Jessica’s next major surgery was at fourteen weeks old. This was what I now refer to as her ‘Norwood-plus’. The original intention was to try and combine her Norwood and Glenn procedures. The Norwood procedure part of the surgery involved reconstructing the first part of her aorta (main artery to the body) so that she didn’t need the stent from her last procedure and then moving the aorta to the right side of the heart from the left. Then the semi-fontan or Glenn procedure was attempted. This involved plumbing the superior vena cava (main vein from the top half of the body) into the pulmonary artery (to the lungs) with the aim of allowing the blood to flow from the top half of Jessica’s body straight back into her lungs without needing to be pumped through the heart.
However, the pressure in Jessica’s pulmonary arteries was still too high to allow the blood to flow through under venous pressure. The Glenn shunt therefore had to be removed and the vein repaired. A Norwood shunt was placed between the aorta and pulmonary artery instead. Jessica was in theatre for about eleven hours in total. She had to have her chest re-opened shortly after coming back down to PICU due to a blood clot in the shunt.
The Glenn procedure
At seven months old, Jessica underwent her Glenn procedure. This time the pressures were low enough for it to be successful. Her recovery from this surgery was complicated by a wound infection and parainfluenza. We had quite a rocky ride and some very anxious moments but after four weeks she had recovered well enough to come home.
Cardiac catheter procedures
In between her surgeries (and twice since her last surgery) , she has had several cardiac catheter procedures. These which involve passing a long thin catheter tube into the heart via a needle in one of the bigger veins. A dye is then injected which can be seen on X-ray and using this to assess blood flow and pressures. Vessels can also be stented or ballooned via the catheter if necessary. Most of Jessica’s catheters have been diagnostic (just gathering information). She has had vessels ballooned on one occasion though.
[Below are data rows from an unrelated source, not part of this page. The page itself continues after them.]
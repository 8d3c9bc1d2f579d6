//! Unified types shared by the engine and its collaborators

use chrono::{DateTime, FixedOffset, NaiveDate, NaiveDateTime};
use rust_decimal::prelude::*;
use rust_decimal::Decimal;
use serde::{Deserialize, Deserializer, Serialize};

use super::errors::{EngineError, Result};

/// Order side (buy or sell)
#[derive(Debug, Clone, Copy, PartialEq, Eq, Hash, Serialize, Deserialize)]
#[serde(rename_all = "UPPERCASE")]
pub enum Side {
    Buy,
    Sell,
}

impl std::fmt::Display for Side {
    fn fmt(&self, f: &mut std::fmt::Formatter<'_>) -> std::fmt::Result {
        match self {
            Side::Buy => write!(f, "BUY"),
            Side::Sell => write!(f, "SELL"),
        }
    }
}

/// Opaque order identifier assigned by the order collaborator
pub type OrderId = String;

/// One minute of aggregated market data for a symbol
///
/// Prices are exchange-local wall clock; `amount` and `volume` cover this
/// minute only and are accumulated by the per-day state.
#[derive(Debug, Clone, PartialEq, Serialize, Deserialize)]
pub struct Bar {
    pub symbol: String,
    pub timestamp: NaiveDateTime,
    pub open: Decimal,
    pub high: Decimal,
    pub low: Decimal,
    pub close: Decimal,
    /// Traded volume in the collaborator's volume unit
    pub volume: Decimal,
    /// Traded turnover in currency
    pub amount: Decimal,
    /// Previous session's close
    pub prev_close: Decimal,
}

impl Bar {
    /// Trading day this bar belongs to
    pub fn trading_day(&self) -> NaiveDate {
        self.timestamp.date()
    }

    /// True if the candle closed below its open
    pub fn is_bearish(&self) -> bool {
        self.close < self.open
    }

    /// Normalize a loosely-typed bar.
    ///
    /// Unusable numeric fields are coerced: prices fall back to the close
    /// (or open, or previous close), volume and amount to zero, and high/low
    /// are widened to bracket open and close. Only a bar with no usable price
    /// at all, no symbol, or no parseable timestamp is rejected.
    pub fn from_raw(raw: RawBar) -> Result<Self> {
        let symbol = raw.symbol.trim().to_string();
        if symbol.is_empty() {
            return Err(EngineError::InvalidData("bar without symbol".to_string()));
        }

        let timestamp = raw.timestamp().ok_or_else(|| {
            EngineError::InvalidData(format!("{}: unparseable bar time {:?}", symbol, raw.time))
        })?;

        let open = positive(raw.open);
        let prev_close = positive(raw.pre_close);
        let close = positive(raw.close)
            .or(open)
            .or(prev_close)
            .ok_or_else(|| EngineError::InvalidData(format!("{}: bar has no usable price", symbol)))?;
        let open = open.unwrap_or(close);
        let high = positive(raw.high).unwrap_or(close).max(open).max(close);
        let low = positive(raw.low).unwrap_or(close).min(open).min(close);

        Ok(Self {
            symbol,
            timestamp,
            open,
            high,
            low,
            close,
            volume: non_negative(raw.volume),
            amount: non_negative(raw.amount),
            prev_close: prev_close.unwrap_or(open),
        })
    }
}

fn to_decimal(value: Option<f64>) -> Option<Decimal> {
    value
        .filter(|v| v.is_finite())
        .and_then(Decimal::from_f64)
}

fn positive(value: Option<f64>) -> Option<Decimal> {
    to_decimal(value).filter(|d| d.is_sign_positive() && !d.is_zero())
}

fn non_negative(value: Option<f64>) -> Decimal {
    to_decimal(value)
        .filter(|d| !d.is_sign_negative())
        .unwrap_or(Decimal::ZERO)
}

/// Bar as delivered by a market-data source, before normalization
///
/// Numeric fields accept numbers or numeric strings; anything else reads as
/// missing. `time` is either `YYYY-MM-DD HH:MM:SS`, `YYYYMMDDHHMMSS`, or epoch
/// milliseconds (interpreted in exchange time, UTC+8).
#[derive(Debug, Clone, Default, Serialize, Deserialize)]
pub struct RawBar {
    #[serde(alias = "stock_code", alias = "code")]
    pub symbol: String,
    #[serde(default)]
    pub time: Option<serde_json::Value>,
    #[serde(default, deserialize_with = "lenient_f64")]
    pub open: Option<f64>,
    #[serde(default, deserialize_with = "lenient_f64")]
    pub high: Option<f64>,
    #[serde(default, deserialize_with = "lenient_f64")]
    pub low: Option<f64>,
    #[serde(default, deserialize_with = "lenient_f64")]
    pub close: Option<f64>,
    #[serde(default, deserialize_with = "lenient_f64")]
    pub volume: Option<f64>,
    #[serde(default, deserialize_with = "lenient_f64")]
    pub amount: Option<f64>,
    #[serde(default, alias = "preClose", deserialize_with = "lenient_f64")]
    pub pre_close: Option<f64>,
}

impl RawBar {
    fn timestamp(&self) -> Option<NaiveDateTime> {
        match self.time.as_ref()? {
            serde_json::Value::Number(n) => {
                let millis = n.as_i64()?;
                let offset = FixedOffset::east_opt(8 * 3600)?;
                DateTime::from_timestamp_millis(millis).map(|t| t.with_timezone(&offset).naive_local())
            }
            serde_json::Value::String(s) => {
                let s = s.trim();
                NaiveDateTime::parse_from_str(s, "%Y-%m-%d %H:%M:%S")
                    .or_else(|_| NaiveDateTime::parse_from_str(s, "%Y%m%d%H%M%S"))
                    .ok()
            }
            _ => None,
        }
    }
}

fn lenient_f64<'de, D>(deserializer: D) -> std::result::Result<Option<f64>, D::Error>
where
    D: Deserializer<'de>,
{
    let value = Option::<serde_json::Value>::deserialize(deserializer)?;
    Ok(match value {
        Some(serde_json::Value::Number(n)) => n.as_f64(),
        Some(serde_json::Value::String(s)) => s.trim().parse::<f64>().ok(),
        _ => None,
    })
}

/// Holdings for one symbol
#[derive(Debug, Clone, PartialEq, Serialize, Deserialize)]
pub struct PositionSnapshot {
    pub symbol: String,
    /// Total shares held
    pub held_qty: u64,
    /// Shares that may be sold today
    pub available_qty: u64,
    pub market_value: Decimal,
}

impl PositionSnapshot {
    pub fn is_open(&self) -> bool {
        self.held_qty > 0
    }

    /// Every held share predates today (nothing bought today is still held)
    pub fn is_aged(&self) -> bool {
        self.held_qty > 0 && self.available_qty == self.held_qty
    }
}

/// Account-level balances
#[derive(Debug, Clone, PartialEq, Serialize, Deserialize)]
pub struct AccountSnapshot {
    pub available_cash: Decimal,
    pub total_value: Decimal,
    /// Market value of all holdings
    pub market_value: Decimal,
}

/// How an order is priced
#[derive(Debug, Clone, Copy, PartialEq, Eq, Serialize, Deserialize)]
pub enum OrderPrice {
    /// Latest-price market order
    Market,
    /// Fixed-price limit order
    Limit(Decimal),
}

/// How an order is sized
#[derive(Debug, Clone, Copy, PartialEq, Eq, Serialize, Deserialize)]
pub enum OrderQuantity {
    /// Share count
    Shares(u64),
    /// Currency amount, converted to whole lots by the order collaborator
    Notional(Decimal),
}

/// A fully specified order handed to the order collaborator
#[derive(Debug, Clone, PartialEq, Serialize, Deserialize)]
pub struct OrderRequest {
    pub symbol: String,
    pub side: Side,
    pub quantity: OrderQuantity,
    pub price: OrderPrice,
    /// Free-form tag recorded with the order
    pub remark: String,
}

/// Order status reported by the order collaborator
#[derive(Debug, Clone, Copy, PartialEq, Eq, Hash, Serialize, Deserialize)]
#[serde(rename_all = "snake_case")]
pub enum OrderStatus {
    Submitted,
    Working,
    PartiallyFilled,
    Filled,
    Cancelled,
    PartiallyCancelled,
    Rejected,
    Unknown,
}

impl OrderStatus {
    /// Status after which the order no longer needs tracking
    pub fn is_terminal(&self) -> bool {
        matches!(
            self,
            OrderStatus::PartiallyFilled
                | OrderStatus::Filled
                | OrderStatus::Cancelled
                | OrderStatus::PartiallyCancelled
                | OrderStatus::Rejected
        )
    }
}

impl std::fmt::Display for OrderStatus {
    fn fmt(&self, f: &mut std::fmt::Formatter<'_>) -> std::fmt::Result {
        let s = match self {
            OrderStatus::Submitted => "SUBMITTED",
            OrderStatus::Working => "WORKING",
            OrderStatus::PartiallyFilled => "PARTIAL",
            OrderStatus::Filled => "FILLED",
            OrderStatus::Cancelled => "CANCELLED",
            OrderStatus::PartiallyCancelled => "PARTIAL_CANCELLED",
            OrderStatus::Rejected => "REJECTED",
            OrderStatus::Unknown => "UNKNOWN",
        };
        write!(f, "{}", s)
    }
}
Fontan completion: the next surgery
Jessica’s next major surgery will hopefully be the Fontan completion. This involves connecting the main vein from the bottom half of the body into the pulmonary artery and therefore separating the oxygenated and deoxygenated blood completely. The right side of the heart will pump the blood around the body and then it returns to the lung under its own pressure to receive oxygen before returning to the heart. Effectively the right side of the heart is doing the all the work of the heart. We anticipate that this will take place sometime in the next couple of years.
Beyond the Fontan, the future is uncertain. Eventually Jessica’s heart will start to fail. She will probably need a heart transplant at some point, if she is suitable. The procedures which extend her life have only been around for about thirty years so life expectancy beyond this is very unknown. We were originally told that the odds of surviving to the age of five were about 50%. Getting this far has been nothing short of a miracle. We take every day as it comes and know that we are very blessed with every day we have.
Today’s charity: Heartline
Today’s highlighted charity is Heartline. This charity which helps to support children with heart conditions and their families, whatever the condition and wherever it is treated. They produce a very useful book – Heart Children – which provides information about treatments and medical and social problems and shares parent experiences. Heartline also provides wetsuits for children with heart conditions. We found this very helpful as Jessica gets cold very quickly due to her poor circulation. She can go blue very quickly when we take her swimming. The wetsuit means she can be in the water for a little longer before we have to get her out!